=== Task statement ===
Check every line below for the string "unreachable", and copy the lines that contain it.

START Data records

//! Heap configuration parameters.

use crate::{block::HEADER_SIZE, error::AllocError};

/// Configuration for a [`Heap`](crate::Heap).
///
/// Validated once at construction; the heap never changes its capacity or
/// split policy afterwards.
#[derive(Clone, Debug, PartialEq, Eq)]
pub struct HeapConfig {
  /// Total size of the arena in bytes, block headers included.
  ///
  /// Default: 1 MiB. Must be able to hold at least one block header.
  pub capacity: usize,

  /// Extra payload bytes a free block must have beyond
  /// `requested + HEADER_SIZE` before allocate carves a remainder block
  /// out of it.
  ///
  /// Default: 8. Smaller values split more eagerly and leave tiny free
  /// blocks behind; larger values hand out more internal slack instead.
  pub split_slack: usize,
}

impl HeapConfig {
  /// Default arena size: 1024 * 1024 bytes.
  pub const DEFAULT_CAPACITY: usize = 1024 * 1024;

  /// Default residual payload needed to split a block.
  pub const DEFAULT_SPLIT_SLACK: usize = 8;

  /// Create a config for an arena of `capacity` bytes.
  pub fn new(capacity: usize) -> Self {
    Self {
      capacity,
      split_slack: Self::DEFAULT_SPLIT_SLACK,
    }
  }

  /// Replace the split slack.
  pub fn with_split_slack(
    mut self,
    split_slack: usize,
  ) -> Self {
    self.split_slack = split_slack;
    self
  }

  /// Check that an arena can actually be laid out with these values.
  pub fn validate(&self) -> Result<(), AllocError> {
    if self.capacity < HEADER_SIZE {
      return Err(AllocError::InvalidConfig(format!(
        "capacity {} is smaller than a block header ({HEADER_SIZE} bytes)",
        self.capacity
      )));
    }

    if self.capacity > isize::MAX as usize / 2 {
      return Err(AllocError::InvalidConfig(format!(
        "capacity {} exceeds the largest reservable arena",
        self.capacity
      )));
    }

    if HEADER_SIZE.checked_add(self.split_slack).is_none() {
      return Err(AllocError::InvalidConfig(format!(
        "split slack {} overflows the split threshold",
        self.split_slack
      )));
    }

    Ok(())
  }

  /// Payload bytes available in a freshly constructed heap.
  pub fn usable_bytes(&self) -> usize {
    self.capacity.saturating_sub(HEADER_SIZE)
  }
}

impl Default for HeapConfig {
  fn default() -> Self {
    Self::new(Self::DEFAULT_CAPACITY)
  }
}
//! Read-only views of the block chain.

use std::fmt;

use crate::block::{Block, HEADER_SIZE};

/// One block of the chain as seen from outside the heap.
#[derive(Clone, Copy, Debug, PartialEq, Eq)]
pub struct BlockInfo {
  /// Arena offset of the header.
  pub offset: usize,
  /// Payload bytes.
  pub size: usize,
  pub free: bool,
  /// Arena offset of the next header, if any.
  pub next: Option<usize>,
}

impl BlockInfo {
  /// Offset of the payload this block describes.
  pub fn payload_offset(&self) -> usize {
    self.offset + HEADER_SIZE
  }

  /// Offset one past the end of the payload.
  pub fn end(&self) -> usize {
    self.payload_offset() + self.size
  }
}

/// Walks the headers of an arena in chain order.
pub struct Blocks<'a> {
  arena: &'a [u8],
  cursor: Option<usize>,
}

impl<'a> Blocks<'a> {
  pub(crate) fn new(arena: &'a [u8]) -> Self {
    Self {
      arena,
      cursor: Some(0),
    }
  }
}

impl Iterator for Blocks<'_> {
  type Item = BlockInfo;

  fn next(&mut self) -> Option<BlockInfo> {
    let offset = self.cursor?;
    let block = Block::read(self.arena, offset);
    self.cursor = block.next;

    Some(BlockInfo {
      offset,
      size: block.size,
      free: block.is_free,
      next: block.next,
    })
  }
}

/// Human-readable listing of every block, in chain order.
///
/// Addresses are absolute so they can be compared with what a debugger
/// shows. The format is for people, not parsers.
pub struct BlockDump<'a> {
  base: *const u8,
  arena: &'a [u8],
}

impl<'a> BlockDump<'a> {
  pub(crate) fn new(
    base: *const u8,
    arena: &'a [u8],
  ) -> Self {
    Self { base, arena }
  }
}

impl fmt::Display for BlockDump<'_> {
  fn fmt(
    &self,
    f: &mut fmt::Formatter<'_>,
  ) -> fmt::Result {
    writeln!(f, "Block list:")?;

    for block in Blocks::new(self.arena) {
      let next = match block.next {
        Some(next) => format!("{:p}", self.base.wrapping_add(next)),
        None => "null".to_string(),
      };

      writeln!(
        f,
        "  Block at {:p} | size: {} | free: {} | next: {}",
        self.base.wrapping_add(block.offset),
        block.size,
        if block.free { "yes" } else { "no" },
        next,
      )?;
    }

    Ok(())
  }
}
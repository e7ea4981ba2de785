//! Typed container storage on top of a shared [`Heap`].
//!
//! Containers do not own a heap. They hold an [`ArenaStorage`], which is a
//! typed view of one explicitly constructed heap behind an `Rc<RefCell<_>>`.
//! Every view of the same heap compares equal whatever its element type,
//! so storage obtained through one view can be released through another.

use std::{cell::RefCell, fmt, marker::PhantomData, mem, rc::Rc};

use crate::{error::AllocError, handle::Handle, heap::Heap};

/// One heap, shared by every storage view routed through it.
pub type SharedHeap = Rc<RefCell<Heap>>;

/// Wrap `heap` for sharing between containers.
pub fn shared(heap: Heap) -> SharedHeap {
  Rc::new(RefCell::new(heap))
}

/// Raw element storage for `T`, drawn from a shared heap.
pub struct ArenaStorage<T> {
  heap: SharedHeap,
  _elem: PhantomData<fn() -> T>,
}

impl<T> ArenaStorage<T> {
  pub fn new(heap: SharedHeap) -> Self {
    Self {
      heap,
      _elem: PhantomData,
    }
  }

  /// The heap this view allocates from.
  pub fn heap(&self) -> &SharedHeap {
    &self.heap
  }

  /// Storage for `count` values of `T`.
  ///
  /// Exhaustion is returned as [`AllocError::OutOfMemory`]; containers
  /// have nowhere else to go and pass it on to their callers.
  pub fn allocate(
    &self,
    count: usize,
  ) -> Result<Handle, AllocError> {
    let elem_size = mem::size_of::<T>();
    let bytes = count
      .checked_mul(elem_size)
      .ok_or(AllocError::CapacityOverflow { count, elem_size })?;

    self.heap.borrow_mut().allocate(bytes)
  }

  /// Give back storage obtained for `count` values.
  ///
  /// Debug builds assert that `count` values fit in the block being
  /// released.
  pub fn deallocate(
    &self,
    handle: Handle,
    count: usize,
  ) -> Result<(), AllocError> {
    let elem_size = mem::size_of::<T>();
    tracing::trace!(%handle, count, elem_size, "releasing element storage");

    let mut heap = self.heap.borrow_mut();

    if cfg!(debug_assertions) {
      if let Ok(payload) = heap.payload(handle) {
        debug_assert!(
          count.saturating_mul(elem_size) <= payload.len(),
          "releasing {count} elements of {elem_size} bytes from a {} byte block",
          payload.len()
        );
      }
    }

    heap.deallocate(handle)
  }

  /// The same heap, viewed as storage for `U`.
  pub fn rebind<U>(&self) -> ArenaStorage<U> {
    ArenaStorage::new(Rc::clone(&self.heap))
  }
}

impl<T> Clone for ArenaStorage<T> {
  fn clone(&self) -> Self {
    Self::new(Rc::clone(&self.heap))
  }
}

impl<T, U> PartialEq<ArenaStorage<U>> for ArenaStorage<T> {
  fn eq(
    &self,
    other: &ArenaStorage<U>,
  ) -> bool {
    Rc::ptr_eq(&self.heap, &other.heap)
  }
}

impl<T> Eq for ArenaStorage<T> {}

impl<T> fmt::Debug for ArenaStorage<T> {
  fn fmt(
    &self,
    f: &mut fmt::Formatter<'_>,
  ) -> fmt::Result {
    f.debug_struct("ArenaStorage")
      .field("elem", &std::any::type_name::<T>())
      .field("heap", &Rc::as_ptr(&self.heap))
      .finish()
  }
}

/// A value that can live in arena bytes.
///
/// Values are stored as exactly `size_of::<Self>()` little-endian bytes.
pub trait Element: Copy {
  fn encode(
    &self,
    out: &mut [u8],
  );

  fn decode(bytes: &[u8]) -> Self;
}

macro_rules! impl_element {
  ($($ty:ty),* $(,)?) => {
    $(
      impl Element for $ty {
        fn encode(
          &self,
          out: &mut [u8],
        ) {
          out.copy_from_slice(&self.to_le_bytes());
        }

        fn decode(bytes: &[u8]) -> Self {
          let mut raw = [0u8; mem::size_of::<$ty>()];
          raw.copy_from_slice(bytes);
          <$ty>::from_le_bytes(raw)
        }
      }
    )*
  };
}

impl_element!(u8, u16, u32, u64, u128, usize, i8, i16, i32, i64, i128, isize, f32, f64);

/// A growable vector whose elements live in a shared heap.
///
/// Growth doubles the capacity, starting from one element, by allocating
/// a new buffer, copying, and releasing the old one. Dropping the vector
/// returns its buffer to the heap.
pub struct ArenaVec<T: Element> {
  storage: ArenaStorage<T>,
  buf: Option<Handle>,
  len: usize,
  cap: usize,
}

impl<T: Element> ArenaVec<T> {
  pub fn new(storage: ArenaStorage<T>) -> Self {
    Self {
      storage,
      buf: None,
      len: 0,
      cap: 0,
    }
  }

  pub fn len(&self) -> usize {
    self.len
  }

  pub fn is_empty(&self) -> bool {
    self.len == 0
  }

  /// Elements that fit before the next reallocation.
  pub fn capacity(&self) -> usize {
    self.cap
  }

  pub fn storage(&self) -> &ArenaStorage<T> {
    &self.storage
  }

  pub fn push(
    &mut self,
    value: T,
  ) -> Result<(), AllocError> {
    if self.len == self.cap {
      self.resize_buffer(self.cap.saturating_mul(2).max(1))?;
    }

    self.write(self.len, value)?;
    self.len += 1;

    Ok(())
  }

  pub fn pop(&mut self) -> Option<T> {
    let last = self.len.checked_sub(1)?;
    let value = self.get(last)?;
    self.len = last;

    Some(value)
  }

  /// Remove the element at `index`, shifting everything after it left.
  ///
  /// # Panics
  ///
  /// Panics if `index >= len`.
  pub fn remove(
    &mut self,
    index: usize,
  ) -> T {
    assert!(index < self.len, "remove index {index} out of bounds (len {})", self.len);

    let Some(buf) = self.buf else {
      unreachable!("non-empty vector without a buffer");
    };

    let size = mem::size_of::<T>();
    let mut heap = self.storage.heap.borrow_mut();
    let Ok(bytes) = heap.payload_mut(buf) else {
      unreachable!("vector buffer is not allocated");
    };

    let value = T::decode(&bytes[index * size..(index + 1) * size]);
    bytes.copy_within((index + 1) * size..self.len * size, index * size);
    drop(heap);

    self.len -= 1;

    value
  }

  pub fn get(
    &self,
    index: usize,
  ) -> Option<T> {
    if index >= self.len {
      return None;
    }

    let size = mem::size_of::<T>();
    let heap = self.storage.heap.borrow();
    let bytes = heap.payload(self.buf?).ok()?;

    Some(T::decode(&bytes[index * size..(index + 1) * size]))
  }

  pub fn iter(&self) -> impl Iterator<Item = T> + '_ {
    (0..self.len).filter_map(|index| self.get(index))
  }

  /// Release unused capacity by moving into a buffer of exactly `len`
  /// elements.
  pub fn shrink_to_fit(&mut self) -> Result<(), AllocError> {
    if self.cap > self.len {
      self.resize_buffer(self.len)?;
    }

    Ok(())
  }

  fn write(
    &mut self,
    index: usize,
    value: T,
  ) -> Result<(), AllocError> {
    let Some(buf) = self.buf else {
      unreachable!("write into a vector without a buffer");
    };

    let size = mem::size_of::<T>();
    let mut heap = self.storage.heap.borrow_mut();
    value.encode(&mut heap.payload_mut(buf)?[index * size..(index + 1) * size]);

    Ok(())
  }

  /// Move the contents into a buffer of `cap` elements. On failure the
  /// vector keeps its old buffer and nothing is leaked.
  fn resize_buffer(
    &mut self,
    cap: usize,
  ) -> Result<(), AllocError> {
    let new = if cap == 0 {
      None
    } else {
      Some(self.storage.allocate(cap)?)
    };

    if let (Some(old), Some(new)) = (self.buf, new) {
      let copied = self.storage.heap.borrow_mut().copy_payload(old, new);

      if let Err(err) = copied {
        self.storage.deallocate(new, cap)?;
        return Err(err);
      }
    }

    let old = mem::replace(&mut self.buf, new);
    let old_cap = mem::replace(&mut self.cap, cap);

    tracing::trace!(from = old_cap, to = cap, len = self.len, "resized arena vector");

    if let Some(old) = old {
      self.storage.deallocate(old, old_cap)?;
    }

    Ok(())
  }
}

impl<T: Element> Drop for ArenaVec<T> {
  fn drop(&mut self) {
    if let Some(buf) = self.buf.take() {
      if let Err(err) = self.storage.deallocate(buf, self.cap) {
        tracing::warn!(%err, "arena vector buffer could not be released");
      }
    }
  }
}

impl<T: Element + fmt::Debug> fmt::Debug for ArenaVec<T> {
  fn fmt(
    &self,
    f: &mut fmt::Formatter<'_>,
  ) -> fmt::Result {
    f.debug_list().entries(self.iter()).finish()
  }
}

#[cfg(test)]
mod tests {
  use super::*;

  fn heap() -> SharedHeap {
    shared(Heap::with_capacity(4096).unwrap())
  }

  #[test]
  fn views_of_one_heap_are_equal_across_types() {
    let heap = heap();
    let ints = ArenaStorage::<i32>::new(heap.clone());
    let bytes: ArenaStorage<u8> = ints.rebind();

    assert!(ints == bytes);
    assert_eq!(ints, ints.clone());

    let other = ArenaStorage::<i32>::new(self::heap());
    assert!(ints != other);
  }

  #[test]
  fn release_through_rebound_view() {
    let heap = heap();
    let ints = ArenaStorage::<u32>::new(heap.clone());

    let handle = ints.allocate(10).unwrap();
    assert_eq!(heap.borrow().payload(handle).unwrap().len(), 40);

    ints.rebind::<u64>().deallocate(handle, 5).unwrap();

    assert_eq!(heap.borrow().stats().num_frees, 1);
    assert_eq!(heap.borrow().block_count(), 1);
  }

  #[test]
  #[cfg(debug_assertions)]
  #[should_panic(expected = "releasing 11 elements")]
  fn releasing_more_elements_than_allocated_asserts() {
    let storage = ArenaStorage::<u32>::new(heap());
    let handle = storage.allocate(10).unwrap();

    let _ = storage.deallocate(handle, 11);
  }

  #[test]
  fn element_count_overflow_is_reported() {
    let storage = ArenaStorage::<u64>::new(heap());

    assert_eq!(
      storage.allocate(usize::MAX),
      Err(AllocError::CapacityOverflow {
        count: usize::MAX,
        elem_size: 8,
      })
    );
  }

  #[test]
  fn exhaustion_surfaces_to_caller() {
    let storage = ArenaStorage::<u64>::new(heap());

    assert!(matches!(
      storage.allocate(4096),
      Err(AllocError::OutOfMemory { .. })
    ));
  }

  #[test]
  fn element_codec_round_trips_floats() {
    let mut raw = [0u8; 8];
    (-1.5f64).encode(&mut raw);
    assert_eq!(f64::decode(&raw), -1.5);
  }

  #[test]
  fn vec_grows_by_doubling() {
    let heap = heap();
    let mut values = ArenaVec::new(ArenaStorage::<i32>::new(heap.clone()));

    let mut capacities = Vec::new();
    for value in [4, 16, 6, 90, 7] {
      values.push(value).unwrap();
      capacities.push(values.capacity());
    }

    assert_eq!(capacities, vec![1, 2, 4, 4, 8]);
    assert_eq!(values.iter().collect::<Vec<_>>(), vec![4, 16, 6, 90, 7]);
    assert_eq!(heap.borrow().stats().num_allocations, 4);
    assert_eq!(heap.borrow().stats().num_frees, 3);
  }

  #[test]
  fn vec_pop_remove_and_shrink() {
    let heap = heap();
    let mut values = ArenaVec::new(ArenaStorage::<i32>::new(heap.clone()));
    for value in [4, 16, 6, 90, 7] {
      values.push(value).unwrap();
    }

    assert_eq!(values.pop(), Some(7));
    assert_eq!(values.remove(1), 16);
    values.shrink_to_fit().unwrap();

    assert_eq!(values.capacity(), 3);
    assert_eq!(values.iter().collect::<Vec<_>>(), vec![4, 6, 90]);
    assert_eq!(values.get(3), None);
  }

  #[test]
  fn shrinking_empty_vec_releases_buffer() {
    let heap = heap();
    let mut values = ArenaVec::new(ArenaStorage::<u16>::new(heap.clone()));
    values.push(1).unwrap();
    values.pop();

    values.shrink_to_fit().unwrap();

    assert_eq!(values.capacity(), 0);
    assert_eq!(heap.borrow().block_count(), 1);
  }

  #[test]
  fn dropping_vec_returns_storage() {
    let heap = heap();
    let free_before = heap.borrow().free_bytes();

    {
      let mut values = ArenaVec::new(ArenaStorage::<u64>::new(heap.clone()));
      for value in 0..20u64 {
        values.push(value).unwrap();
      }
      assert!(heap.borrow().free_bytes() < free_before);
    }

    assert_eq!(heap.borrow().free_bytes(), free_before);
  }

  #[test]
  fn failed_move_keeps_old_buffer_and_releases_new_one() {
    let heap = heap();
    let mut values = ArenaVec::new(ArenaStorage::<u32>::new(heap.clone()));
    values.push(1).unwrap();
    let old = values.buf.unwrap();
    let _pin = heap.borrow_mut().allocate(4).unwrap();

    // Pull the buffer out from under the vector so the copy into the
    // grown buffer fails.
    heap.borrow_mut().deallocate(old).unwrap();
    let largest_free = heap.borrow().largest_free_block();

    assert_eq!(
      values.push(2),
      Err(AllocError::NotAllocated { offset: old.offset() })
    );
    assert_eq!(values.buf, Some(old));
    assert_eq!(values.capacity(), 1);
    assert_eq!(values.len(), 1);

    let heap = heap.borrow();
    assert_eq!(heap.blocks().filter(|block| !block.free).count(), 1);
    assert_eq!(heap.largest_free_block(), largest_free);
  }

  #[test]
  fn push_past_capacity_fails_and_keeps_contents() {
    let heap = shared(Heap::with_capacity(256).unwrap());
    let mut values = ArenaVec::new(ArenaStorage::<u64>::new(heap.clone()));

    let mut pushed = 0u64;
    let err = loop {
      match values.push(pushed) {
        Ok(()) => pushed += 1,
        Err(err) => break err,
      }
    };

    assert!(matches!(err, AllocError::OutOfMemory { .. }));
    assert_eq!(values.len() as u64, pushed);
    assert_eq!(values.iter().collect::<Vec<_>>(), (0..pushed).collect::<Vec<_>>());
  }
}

END Data records

=== Result for this task ===
      unreachable!("non-empty vector without a buffer");
      unreachable!("vector buffer is not allocated");
      unreachable!("write into a vector without a buffer");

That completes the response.